Electrical properties of SiO₂ grown on the Si-face of the epitaxial 4H-SiC substrate by wet thermal oxidation technique have been experimentally investigated in metal oxide–silicon carbide (MOSiC) structure with varying oxide thicknesses employing Poole–Frenkel (P–F) conduction mechanism. The quality of SiO₂ with increasing thickness in MOSiC structure has been analysed on the basis of variation in multiple oxide traps due to effective P–F conduction range. Validity of Poole–Frenkel conduction is established quantitatively employing electric field and the oxide thickness using forward $I–V$ characteristics across MOSiC structures. From P–F conduction plot (ln($J/E$) vs. $E^{1/2}$), it is revealed that Poole–Frenkel conduction retains its validation after a fixed electric field range. The experimental methodology adopted is useful for the characterization of oxide films grown on 4H-SiC substrate.

Interfacial characteristics of metal oxide-silicon carbide (MOSiC) structure with different thickness of SiO₂, thermally grown in steam ambient on Si-face of 4H-SiC (0 0 0 1) substrate were investigated.
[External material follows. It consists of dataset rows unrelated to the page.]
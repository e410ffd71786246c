/// Errors that can occur when working with settings.
#[derive(Debug, Clone, Copy, PartialEq, Eq)]
#[cfg_attr(feature = "defmt", derive(defmt::Format))]
pub enum SettingsError {
    /// Channel index is out of bounds (must be < N_CHANNELS).
    InvalidChannel,
    /// Setting index is out of bounds (must be < SETTINGS_PER_CHANNEL).
    InvalidSetting,
    /// A restored value lies outside the setting's schema range.
    ValueOutOfRange,
}
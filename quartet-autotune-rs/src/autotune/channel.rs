//! Per-channel calibration state machine.
//!
//! A channel steps through a fixed sequence: arm on the 0 V default code,
//! measure the baseline and derive the octave targets, then walk the octave
//! ladder running the correction loop at each step, and finally commit the
//! learned table to the DAC driver. Faults latch the channel in `Error`
//! until it is reset; a step that refuses to converge stores its best
//! offset and moves on.

use super::averager::FrequencyAverager;
use super::error::AutotuneFault;
use super::sar::SarLoop;
use super::targets::{Scaling, TargetTable};
use super::traits::{DacInterface, FrequencyMeter};
use super::{
    CALIBRATION_POINTS, COMMIT_INTERVAL, ERROR_TIMEOUT, FREQ_MEASURE_TIMEOUT, HISTORY_DEPTH,
    MEASUREMENT_STEPS, OCTAVES, ZERO_VOLT_INDEX,
};

/// Slack factor for the octave-doubling check. Between successive steps the
/// measured frequency must grow by at least this much, well under the ×2 a
/// tracking VCO produces but above anything jitter can explain away.
const DOUBLING_SLACK: f32 = 1.25;

/// Calibration states, in execution order.
#[derive(Debug, Clone, Copy, PartialEq, Eq, Default)]
#[cfg_attr(feature = "defmt", derive(defmt::Format))]
pub enum TunerState {
    /// Not calibrating; the normal pitch-output path owns the channel.
    #[default]
    Idle,
    /// Holding the 0 V default code, waiting for the run command. The
    /// averager is polled and its output discarded so measurement starts
    /// warm.
    Arm,
    /// Measuring the 0 V frequency and building the target table.
    Baseline,
    /// Running the correction loop on one octave anchor.
    Octave,
    /// Writing the learned table into the DAC driver, one entry at a time.
    Commit,
    /// Finished; the learned table is live.
    Done,
    /// A fault latched; frozen until reset.
    Error,
}

impl TunerState {
    /// Short display label for the status screen.
    pub fn label(self) -> &'static str {
        match self {
            TunerState::Idle => "idle",
            TunerState::Arm => "armed",
            TunerState::Baseline => "baseline",
            TunerState::Octave => "tuning",
            TunerState::Commit => "commit",
            TunerState::Done => "done",
            TunerState::Error => "error",
        }
    }
}

/// Snapshot of a channel for the UI and display.
///
/// Every field is a single word, so a reader on another task sees at worst
/// a mix of adjacent ticks, never a torn value.
#[derive(Debug, Clone, Copy, PartialEq, Default)]
#[cfg_attr(feature = "defmt", derive(defmt::Format))]
pub struct TunerStatus {
    pub channel: u8,
    pub state: TunerState,
    /// Current octave anchor (measurement or commit position).
    pub octave: u8,
    /// Latest averaged frequency, Hz.
    pub frequency: f32,
    /// Target frequency of the current octave step, Hz. Zero outside the
    /// octave states.
    pub target: f32,
    pub fault: Option<AutotuneFault>,
    pub completed: bool,
}

/// One DAC channel's autotuner.
#[derive(Debug, Clone, Copy)]
pub struct TunerChannel {
    channel: usize,
    state: TunerState,
    scaling: Scaling,
    /// Octave anchor currently being measured or committed.
    octave: usize,
    /// Learned signed corrections, one per anchor.
    corrections: [i32; CALIBRATION_POINTS],
    targets: TargetTable,
    averager: FrequencyAverager,
    sar: SarLoop,
    /// Latest averaged frequency.
    frequency: f32,
    /// Settled frequency of the last completed step (baseline included).
    last_settled: f32,
    /// Emits seen since entering `Baseline`.
    baseline_emits: u32,
    /// Ticks since the last commit write.
    commit_wait: u32,
    fault: Option<AutotuneFault>,
    completed: bool,
}

impl TunerChannel {
    /// An idle channel.
    pub const fn new(channel: usize) -> Self {
        Self {
            channel,
            state: TunerState::Idle,
            scaling: Scaling::V1,
            octave: 0,
            corrections: [0; CALIBRATION_POINTS],
            targets: TargetTable::empty(),
            averager: FrequencyAverager::new(),
            sar: SarLoop::new(),
            frequency: 0.0,
            last_settled: 0.0,
            baseline_emits: 0,
            commit_wait: 0,
            fault: None,
            completed: false,
        }
    }

    pub fn state(&self) -> TunerState {
        self.state
    }

    pub fn is_idle(&self) -> bool {
        self.state == TunerState::Idle
    }

    /// Learned correction for an octave anchor.
    pub fn correction(&self, octave: usize) -> i32 {
        self.corrections[octave]
    }

    /// Snapshot for the UI.
    pub fn status(&self) -> TunerStatus {
        let target = match self.state {
            TunerState::Octave => self.targets.get(self.octave),
            _ => 0.0,
        };
        TunerStatus {
            channel: self.channel as u8,
            state: self.state,
            octave: self.octave as u8,
            frequency: self.frequency,
            target,
            fault: self.fault,
            completed: self.completed,
        }
    }

    /// Arm the channel: hold the 0 V default code and start the averager
    /// warming up with the wide measurement window.
    pub fn arm<D: DacInterface>(&mut self, dac: &mut D, scaling: Scaling) {
        self.scaling = scaling;
        self.averager.reset();
        self.sar.reset();
        self.sar.prime();
        dac.set(
            self.channel,
            dac.default_calibrated_code(self.channel, ZERO_VOLT_INDEX),
        );
        self.state = TunerState::Arm;

        #[cfg(feature = "defmt")]
        defmt::debug!("tuner {}: armed ({})", self.channel, scaling.label());
    }

    /// Start the calibration run. Only meaningful from `Arm`.
    pub fn run<D: DacInterface>(&mut self, dac: &mut D) {
        // Measure the baseline against the factory table.
        dac.set_default_channel_calibration(self.channel);
        dac.set(
            self.channel,
            dac.default_calibrated_code(self.channel, ZERO_VOLT_INDEX),
        );
        self.averager.reset();
        self.baseline_emits = 0;
        self.state = TunerState::Baseline;

        #[cfg(feature = "defmt")]
        defmt::info!("tuner {}: baseline measurement", self.channel);
    }

    /// Abort or acknowledge: clear every learned value and return to idle.
    ///
    /// The live-table selector is untouched — it only ever flips to the
    /// learned table on a completed run, so a reset mid-commit leaves the
    /// factory table live.
    pub fn reset(&mut self) {
        let channel = self.channel;
        *self = Self::new(channel);

        #[cfg(feature = "defmt")]
        defmt::debug!("tuner {}: reset", channel);
    }

    /// One control tick. Bounded work, no blocking.
    pub fn tick<D, M>(&mut self, dac: &mut D, meter: &mut M)
    where
        D: DacInterface,
        M: FrequencyMeter,
    {
        match self.state {
            TunerState::Idle | TunerState::Done | TunerState::Error => {}

            TunerState::Arm => {
                dac.set(
                    self.channel,
                    dac.default_calibrated_code(self.channel, ZERO_VOLT_INDEX),
                );
                // Discard emits: this only primes the averager.
                let _ = self.averager.poll(meter, self.window());
            }

            TunerState::Baseline => {
                if self.signal_lost() {
                    return;
                }
                dac.set(
                    self.channel,
                    dac.default_calibrated_code(self.channel, ZERO_VOLT_INDEX),
                );
                if let Some(f) = self.averager.poll(meter, self.window()) {
                    self.frequency = f;
                    self.baseline_emits += 1;
                    if self.baseline_emits >= HISTORY_DEPTH as u32 {
                        let baseline = 0.5 * (f + self.averager.history_mean());
                        self.last_settled = baseline;
                        self.targets = TargetTable::build(baseline, self.scaling);
                        self.enter_octave(0);

                        #[cfg(feature = "defmt")]
                        defmt::info!(
                            "tuner {}: baseline {} Hz",
                            self.channel,
                            baseline
                        );
                    }
                }
            }

            TunerState::Octave => {
                if self.signal_lost() {
                    return;
                }
                dac.set(
                    self.channel,
                    dac.default_calibrated_code(self.channel, self.octave) + self.sar.offset(),
                );
                if let Some(f) = self.averager.poll(meter, self.window()) {
                    self.frequency = f;
                    if self.sar.exhausted() {
                        self.advance_octave(f);
                    } else {
                        self.sar.observe(f, self.targets.get(self.octave));
                    }
                }
            }

            TunerState::Commit => {
                self.commit_wait += 1;
                if self.commit_wait < COMMIT_INTERVAL {
                    return;
                }
                self.commit_wait = 0;

                let code = dac.default_calibrated_code(self.channel, self.octave)
                    + self.corrections[self.octave];
                dac.set(self.channel, code);
                dac.update_auto_channel_calibration(self.channel, self.octave, code);

                self.octave += 1;
                if self.octave > OCTAVES {
                    dac.set_auto_channel_calibration(self.channel);
                    self.completed = true;
                    self.state = TunerState::Done;

                    #[cfg(feature = "defmt")]
                    defmt::info!("tuner {}: calibration complete", self.channel);
                }
            }
        }
    }

    /// Averaging window for the current correction resolution: a quarter of
    /// the nominal timeout while the loop takes coarse steps, four times
    /// the nominal timeout once it is down to unit corrections.
    fn window(&self) -> u32 {
        if self.sar.fine() {
            FREQ_MEASURE_TIMEOUT << 2
        } else {
            FREQ_MEASURE_TIMEOUT >> 2
        }
    }

    /// Latch the no-signal fault when the averager has been starved past
    /// the liveness timeout.
    fn signal_lost(&mut self) -> bool {
        if self.averager.ticks_since_emit() > ERROR_TIMEOUT {
            self.fault = Some(AutotuneFault::NoSignal);
            self.state = TunerState::Error;

            #[cfg(feature = "defmt")]
            defmt::warn!("tuner {}: no signal on tuning input", self.channel);

            true
        } else {
            false
        }
    }

    fn enter_octave(&mut self, octave: usize) {
        self.octave = octave;
        self.sar.reset();
        self.averager.reset();
        self.state = TunerState::Octave;
    }

    /// Close out the current octave step: verify the VCO kept tracking,
    /// store the settled frequency and the learned correction, and move to
    /// the next step or to the commit phase.
    fn advance_octave(&mut self, f: f32) {
        // From the second step on, the frequency must have grown roughly an
        // octave since the previous settled reading. The first step sits
        // three octaves below the baseline, so it is exempt.
        if self.octave >= 1 && self.last_settled * DOUBLING_SLACK > f {
            self.fault = Some(AutotuneFault::NotTracking);
            self.state = TunerState::Error;

            #[cfg(feature = "defmt")]
            defmt::warn!(
                "tuner {}: VCO not tracking at octave {}",
                self.channel,
                self.octave
            );
            return;
        }

        self.last_settled = 0.5 * (f + self.averager.history_mean());
        self.corrections[self.octave] = self.sar.offset();

        #[cfg(feature = "defmt")]
        defmt::debug!(
            "tuner {}: octave {} correction {}",
            self.channel,
            self.octave,
            self.corrections[self.octave]
        );

        if self.octave + 1 < MEASUREMENT_STEPS {
            self.enter_octave(self.octave + 1);
        } else {
            self.octave = 0;
            self.commit_wait = 0;
            self.state = TunerState::Commit;
        }
    }
}

// ── Unit Tests ───────────────────────────────────────────────────────

#[cfg(test)]
mod tests {
    use super::*;
    use crate::autotune::sim::{SimDac, SimVco};

    fn armed_channel(dac: &mut SimDac) -> TunerChannel {
        let mut ch = TunerChannel::new(0);
        ch.arm(dac, Scaling::V1);
        ch
    }

    #[test]
    fn new_channel_is_idle() {
        let ch = TunerChannel::new(2);
        assert!(ch.is_idle());
        let status = ch.status();
        assert_eq!(status.channel, 2);
        assert_eq!(status.state, TunerState::Idle);
        assert_eq!(status.frequency, 0.0);
        assert!(status.fault.is_none());
        assert!(!status.completed);
    }

    #[test]
    fn arm_holds_zero_volt_code() {
        let mut dac = SimDac::new();
        let ch = armed_channel(&mut dac);
        assert_eq!(ch.state(), TunerState::Arm);
        assert_eq!(dac.latched[0], dac.default_calibrated_code(0, ZERO_VOLT_INDEX));
    }

    #[test]
    fn arm_primes_wide_window() {
        let mut dac = SimDac::new();
        let ch = armed_channel(&mut dac);
        assert_eq!(ch.window(), FREQ_MEASURE_TIMEOUT << 2);
    }

    #[test]
    fn baseline_needs_history_depth_emits() {
        let mut dac = SimDac::new();
        let mut vco = SimVco::perfect(100.0);
        let mut ch = armed_channel(&mut dac);
        ch.run(&mut dac);

        let mut emits = 0;
        while ch.state() == TunerState::Baseline {
            vco.step(dac.latched[0]);
            let before = ch.baseline_emits;
            ch.tick(&mut dac, &mut vco);
            if ch.baseline_emits != before {
                emits += 1;
            }
        }
        assert_eq!(emits, HISTORY_DEPTH as u32);
        assert_eq!(ch.state(), TunerState::Octave);
        assert_eq!(ch.status().octave, 0);
        // Baseline of a perfect 100 Hz VCO: first target is 100/8.
        assert_eq!(ch.targets.get(0), 12.5);
        assert_eq!(ch.targets.get(ZERO_VOLT_INDEX), 100.0);
    }

    #[test]
    fn reset_clears_corrections_and_frequencies() {
        let mut dac = SimDac::new();
        let mut ch = armed_channel(&mut dac);
        ch.run(&mut dac);
        ch.frequency = 123.0;
        ch.last_settled = 456.0;
        ch.corrections[4] = -17;

        ch.reset();

        assert!(ch.is_idle());
        assert_eq!(ch.corrections, [0; CALIBRATION_POINTS]);
        assert_eq!(ch.frequency, 0.0);
        assert_eq!(ch.last_settled, 0.0);
        assert!(ch.fault.is_none());
        assert!(!ch.completed);
    }

    #[test]
    fn status_target_only_in_octave_state() {
        let mut dac = SimDac::new();
        let mut ch = armed_channel(&mut dac);
        assert_eq!(ch.status().target, 0.0);

        ch.targets = TargetTable::build(100.0, Scaling::V1);
        ch.enter_octave(3);
        assert_eq!(ch.status().target, 100.0);
    }
}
Variations in interface trapped level density ($D_{\text{it}}$) was systematically studied employing high-low (H-L) frequency $C–V$ method. It was found that the distribution of $D_{\text{it}}$ within the bandgap of 4H-SiC varied with oxide thickness. The calculated $D_{\text{it}}$ value near the midgap of 4H-SiC remained almost stable for all oxide thicknesses in the range of $10^9 –10^{10}$ cm^-2 eV^-1. The $D_{\text{it}}$ near the conduction band edge had been found to be of the order of 10¹¹ cm^-2 eV^-1 for thicker oxides and for thinner oxides $D_{\text{it}}$ was found to be the range of 10¹⁰ cm^-2 eV^-1. The process had direct relevance in the fabrication of MOS-based device structures.